NVIDIAのDLSS(Deep Learning Super Sampling)やAMDのFSR(FidelityFX Super Resolution)は、AIを利用したアップスケーリングによって、消費電力を抑えながらゲーム機に匹敵する映像品質を実現できることを示してきた。AI Frame Fusionは、同様の考え方をQualcommがモバイル向けに実装したものといえる。ただし、DLSSが開発者による対応を必要とするのと同じく、利用するにはゲーム側がAI Frame Fusionを明示的にサポートする必要がある。
■LPDDR6:Android初の新世代メモリ対応
SM8975の重要な仕様の1つがメモリ対応である。このチップは、Androidプラットフォームで初めてLPDDR6 RAMに対応するとされる。OEMは、SM8975をクアッドチャネル24ビットLPDDR6、またはクアッドチャネル16ビットLPDDR5Xのいずれかで構成でき、8MBのラストレベルキャッシュと組み合わせられる。標準モデルのSM8950はLPDDR5Xのみに対応する。

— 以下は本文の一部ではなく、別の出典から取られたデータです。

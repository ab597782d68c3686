use std::env;
use std::time::Duration;

#[derive(Debug, Clone)]
pub struct Config {
    pub app: AppConfig,
    pub storage: StorageConfig,
    pub auth: AuthConfig,
    pub oauth: OAuthConfig,
    pub swagger: SwaggerConfig,
    pub rate_limit: RateLimitConfig,
}

#[derive(Debug, Clone)]
pub struct AppConfig {
    pub host: String,
    pub port: u16,
    /// Externally reachable base URL, used to build public file links
    pub server_url: String,
    pub cors_allowed_origins: Vec<String>,
    pub max_request_body_size: usize,
    /// `max-age` sent with public downloads
    pub public_cache_max_age: Duration,
}

#[derive(Debug, Clone, Copy, PartialEq, Eq)]
pub enum StorageBackend {
    S3,
    Memory,
}

/// Object store configuration
#[derive(Debug, Clone)]
pub struct StorageConfig {
    pub backend: StorageBackend,
    /// MinIO/S3 endpoint URL
    pub endpoint: String,
    pub access_key: String,
    pub secret_key: String,
    pub bucket: String,
    /// AWS region (for S3 compatibility)
    pub region: String,
    /// Deadline for a single file operation
    pub operation_timeout: Duration,
    /// Deadline for the purge pre-checks attached to each request
    pub purge_timeout: Duration,
    /// Maximum number of per-object store calls in flight for bulk operations
    pub max_concurrency: usize,
}

#[derive(Clone)]
pub struct AuthConfig {
    /// HMAC secret for guest tokens
    pub jwt_secret: String,
}

/// OAuth2 identity provider endpoints and client credentials
#[derive(Debug, Clone)]
pub struct OAuthConfig {
    pub userinfo_url: String,
    pub token_url: String,
    pub client_id: String,
    pub client_secret: String,
    pub timeout: Duration,
}

/// Per-second request budgets
#[derive(Debug, Clone)]
pub struct RateLimitConfig {
    /// Per bearer credential on authenticated routes
    pub requests_per_second: u32,
    /// Per client address on guest token issuance
    pub guest_token_per_second: u32,
}

#[derive(Debug, Clone)]
pub struct SwaggerConfig {
    pub username: Option<String>,
    pub password: Option<String>,
    pub title: String,
    pub version: String,
    pub description: String,
}

impl Config {
    pub fn from_env() -> Result<Self, String> {
        // Load .env file if exists, ignore if not found (optional for production)
        if let Err(e) = dotenvy::dotenv() {
            if !e.to_string().contains("not found") {
                eprintln!("Warning: Error loading .env file: {}", e);
            }
        }

        Ok(Config {
            app: AppConfig::from_env()?,
            storage: StorageConfig::from_env()?,
            auth: AuthConfig::from_env()?,
            oauth: OAuthConfig::from_env()?,
            swagger: SwaggerConfig::from_env()?,
            rate_limit: RateLimitConfig::from_env()?,
        })
    }
}

impl AppConfig {
    const DEFAULT_MAX_REQUEST_BODY_SIZE: usize = 30 * 1024 * 1024; // 30MB
    const DEFAULT_PUBLIC_CACHE_MAX_AGE_SECS: u64 = 10;

    pub fn from_env() -> Result<Self, String> {
        let host = env::var("HOST").unwrap_or_else(|_| "127.0.0.1".to_string());
        let port = env::var("PORT")
            .unwrap_or_else(|_| "3000".to_string())
            .parse::<u16>()
            .map_err(|e| format!("Invalid PORT: {}", e))?;

        let server_url = env::var("SERVER_URL")
            .unwrap_or_else(|_| format!("http://{}:{}", host, port))
            .trim_end_matches('/')
            .to_string();

        // Parse CORS allowed origins from comma-separated string
        let cors_allowed_origins = env::var("CORS_ALLOWED_ORIGINS")
            .unwrap_or_else(|_| "*".to_string())
            .split(',')
            .map(|s| s.trim().to_string())
            .filter(|s| !s.is_empty())
            .collect();

        let max_request_body_size = env::var("MAX_REQUEST_BODY_SIZE")
            .unwrap_or_else(|_| Self::DEFAULT_MAX_REQUEST_BODY_SIZE.to_string())
            .parse::<usize>()
            .map_err(|_| "MAX_REQUEST_BODY_SIZE must be a valid number".to_string())?;

        let public_cache_max_age_secs = env::var("PUBLIC_CACHE_MAX_AGE_SECS")
            .unwrap_or_else(|_| Self::DEFAULT_PUBLIC_CACHE_MAX_AGE_SECS.to_string())
            .parse::<u64>()
            .map_err(|_| "PUBLIC_CACHE_MAX_AGE_SECS must be a valid number".to_string())?;

        Ok(Self {
            host,
            port,
            server_url,
            cors_allowed_origins,
            max_request_body_size,
            public_cache_max_age: Duration::from_secs(public_cache_max_age_secs),
        })
    }

    pub fn server_address(&self) -> String {
        format!("{}:{}", self.host, self.port)
    }
}

impl StorageConfig {
    const DEFAULT_OPERATION_TIMEOUT_SECS: u64 = 25;
    const DEFAULT_PURGE_TIMEOUT_SECS: u64 = 15;
    const DEFAULT_MAX_CONCURRENCY: usize = 8;

    pub fn from_env() -> Result<Self, String> {
        let backend = match env::var("STORAGE_BACKEND")
            .unwrap_or_else(|_| "s3".to_string())
            .to_lowercase()
            .as_str()
        {
            "s3" | "minio" => StorageBackend::S3,
            "memory" => StorageBackend::Memory,
            other => return Err(format!("Unsupported STORAGE_BACKEND: {}", other)),
        };

        let endpoint =
            env::var("STORAGE_ENDPOINT").unwrap_or_else(|_| "http://localhost:9000".to_string());
        let access_key =
            env::var("STORAGE_ACCESS_KEY").unwrap_or_else(|_| "minioadmin".to_string());
        let secret_key =
            env::var("STORAGE_SECRET_KEY").unwrap_or_else(|_| "minioadmin".to_string());
        let bucket = env::var("STORAGE_BUCKET").unwrap_or_else(|_| "tempbox-files".to_string());
        let region = env::var("STORAGE_REGION").unwrap_or_else(|_| "us-east-1".to_string());

        let operation_timeout_secs = env::var("STORAGE_OPERATION_TIMEOUT_SECS")
            .unwrap_or_else(|_| Self::DEFAULT_OPERATION_TIMEOUT_SECS.to_string())
            .parse::<u64>()
            .map_err(|_| "STORAGE_OPERATION_TIMEOUT_SECS must be a valid number".to_string())?;

        let purge_timeout_secs = env::var("STORAGE_PURGE_TIMEOUT_SECS")
            .unwrap_or_else(|_| Self::DEFAULT_PURGE_TIMEOUT_SECS.to_string())
            .parse::<u64>()
            .map_err(|_| "STORAGE_PURGE_TIMEOUT_SECS must be a valid number".to_string())?;

        let max_concurrency = env::var("STORAGE_MAX_CONCURRENCY")
            .unwrap_or_else(|_| Self::DEFAULT_MAX_CONCURRENCY.to_string())
            .parse::<usize>()
            .map_err(|_| "STORAGE_MAX_CONCURRENCY must be a valid number".to_string())?
            .max(1);

        Ok(Self {
            backend,
            endpoint,
            access_key,
            secret_key,
            bucket,
            region,
            operation_timeout: Duration::from_secs(operation_timeout_secs),
            purge_timeout: Duration::from_secs(purge_timeout_secs),
            max_concurrency,
        })
    }
}

impl AuthConfig {
    pub fn from_env() -> Result<Self, String> {
        let jwt_secret = env::var("JWT_SECRET_KEY")
            .ok()
            .filter(|s| !s.is_empty())
            .ok_or_else(|| "JWT_SECRET_KEY environment variable is required".to_string())?;

        Ok(Self { jwt_secret })
    }
}

impl std::fmt::Debug for AuthConfig {
    fn fmt(&self, f: &mut std::fmt::Formatter<'_>) -> std::fmt::Result {
        f.debug_struct("AuthConfig")
            .field("jwt_secret", &"***")
            .finish()
    }
}

impl OAuthConfig {
    const DEFAULT_TIMEOUT_SECS: u64 = 10;

    pub fn from_env() -> Result<Self, String> {
        let userinfo_url = env::var("OAUTH2_USERINFO_URL")
            .unwrap_or_else(|_| "https://www.googleapis.com/userinfo/v2/me".to_string());
        let token_url = env::var("OAUTH2_TOKEN_URL")
            .unwrap_or_else(|_| "https://oauth2.googleapis.com/token".to_string());
        let client_id = env::var("OAUTH2_CLIENT_ID").unwrap_or_default();
        let client_secret = env::var("OAUTH2_CLIENT_SECRET").unwrap_or_default();

        let timeout_secs = env::var("OAUTH2_TIMEOUT_SECS")
            .unwrap_or_else(|_| Self::DEFAULT_TIMEOUT_SECS.to_string())
            .parse::<u64>()
            .map_err(|_| "OAUTH2_TIMEOUT_SECS must be a valid number".to_string())?;

        Ok(Self {
            userinfo_url,
            token_url,
            client_id,
            client_secret,
            timeout: Duration::from_secs(timeout_secs),
        })
    }
}

impl RateLimitConfig {
    const DEFAULT_REQUESTS_PER_SECOND: u32 = 30;
    const DEFAULT_GUEST_TOKEN_PER_SECOND: u32 = 3;

    pub fn from_env() -> Result<Self, String> {
        let requests_per_second = env::var("RATE_LIMIT_REQUESTS_PER_SECOND")
            .unwrap_or_else(|_| Self::DEFAULT_REQUESTS_PER_SECOND.to_string())
            .parse::<u32>()
            .map_err(|_| "RATE_LIMIT_REQUESTS_PER_SECOND must be a valid number".to_string())?;

        let guest_token_per_second = env::var("RATE_LIMIT_GUEST_TOKEN_PER_SECOND")
            .unwrap_or_else(|_| Self::DEFAULT_GUEST_TOKEN_PER_SECOND.to_string())
            .parse::<u32>()
            .map_err(|_| "RATE_LIMIT_GUEST_TOKEN_PER_SECOND must be a valid number".to_string())?;

        Ok(Self {
            requests_per_second,
            guest_token_per_second,
        })
    }
}

impl Default for RateLimitConfig {
    fn default() -> Self {
        Self {
            requests_per_second: Self::DEFAULT_REQUESTS_PER_SECOND,
            guest_token_per_second: Self::DEFAULT_GUEST_TOKEN_PER_SECOND,
        }
    }
}

impl SwaggerConfig {
    pub fn from_env() -> Result<Self, String> {
        // Only use credentials if they are non-empty
        let username = env::var("SWAGGER_USERNAME").ok().filter(|s| !s.is_empty());
        let password = env::var("SWAGGER_PASSWORD").ok().filter(|s| !s.is_empty());
        let title = env::var("SWAGGER_TITLE").unwrap_or_else(|_| "Tempbox API".to_string());
        let version = env::var("SWAGGER_VERSION").unwrap_or_else(|_| "0.1.0".to_string());
        let description = env::var("SWAGGER_DESCRIPTION")
            .unwrap_or_else(|_| "Temporary file hosting with expiring links".to_string());

        Ok(Self {
            username,
            password,
            title,
            version,
            description,
        })
    }

    /// Returns credentials in "username:password" format if auth is enabled
    pub fn credentials(&self) -> Option<String> {
        match (&self.username, &self.password) {
            (Some(user), Some(pass)) => Some(format!("{}:{}", user, pass)),
            _ => None,
        }
    }
}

LPDDR6は2025年7月、JEDECによって「JESD209-6」として標準化され、各サブチャネルに12本のデータラインを持つデュアルサブチャネルアーキテクチャを採用している。ピン当たりのピークデータレートは最大14.4Gbpsで、LPDDR5Xの10.67Gbpsと比べると、最大構成で帯域幅が約35%向上する。SamsungはCES 2026で動作するLPDDR6メモリを披露し、前世代より電力効率が約21%向上したと報告した。AppleはiPhone 18シリーズでLPDDR5Xを継続すると報じられており、この情報どおりであれば、AndroidがLPDDR6を最初に採用するモバイルプラットフォームとなる。

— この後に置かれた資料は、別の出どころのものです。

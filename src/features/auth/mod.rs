pub mod clients;
pub mod dtos;
pub mod guest;
pub mod handlers;
pub mod model;
pub mod routes;
pub mod services;

pub use guest::GuestIdentityIssuer;
pub use routes::routes;
pub use services::IdentityService;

AIの観点からも、メモリ帯域幅は重要である。スマートフォン上でローカル実行する大規模言語モデルは、演算能力だけでなくメモリ帯域幅によって性能が制限されることが増えている。モデル全体がRAMに収まっていても、重みデータをプロセッサへ十分な速度で転送できなければ推論処理が滞り、ユーザーには応答の遅さとして表れる。LPDDR6による帯域幅の拡大は、オンデバイスAIの応答高速化や、より高品質なリアルタイム画像生成につながる。
一方、コストの問題もある。LPDDR6は現在、LPDDR5Xより約20%高価とされる。2025年後半にはDRAMとNANDの供給逼迫によってメモリ部品のコストが前四半期比で40~50%上昇しており、LPDDR6の価格差は、すでに高騰した基準価格に上乗せされることになる。
Counterpoint Researchは「コスト上昇分が消費者に転嫁されるため、2026年には小売価格の上昇が避けられない」とし、先端チップとメモリ価格上昇の組み合わせによって、プレミアムAndroid端末の価格が1台当たり150~200ドル(約2万4,600~3万2,800円、1ドル=164円換算)上昇する可能性があると予測している。コストを抑えるためにLPDDR5X構成を選ぶOEMは、LPDDR6の帯域幅上の利点を失い、それに伴ってAI Frame Fusionの処理性能の一部も犠牲にすることになる。
ストレージは、Proモデルでは2本の高帯域幅レーンを備えたUFS 5.0へ移行する。一方、標準モデルはOEMの構成に応じて、UFS 4.0またはシングルレーンのUFS 5.0となる。
■モデムとRF:アップリンクとダウンリンクの同時4×4 MIMOに対応
SM8975は、Qualcommの新しいX105モデムと組み合わされる。製品として出荷されるSnapdragonプラットフォームへのX105搭載は、これが初めてとなる見込みだ。SM8975と標準モデルのSM8950は、どちらも同じRFフロントエンドを使用すると報じられている。このRFフロントエンドは前世代のモデムとの互換性がないため、標準のGen 6も前世代のモデムを再利用せず、何らかの構成のX105を採用することになる。
RF関連で技術的により注目されるのが、SDR885トランシーバーである。Notebookcheckが確認したリーク文書によると、これはアップリンクとダウンリンクの両方で同時に4×4 MIMOをサポートする、Qualcomm初のサブ6GHzトランシーバーだ。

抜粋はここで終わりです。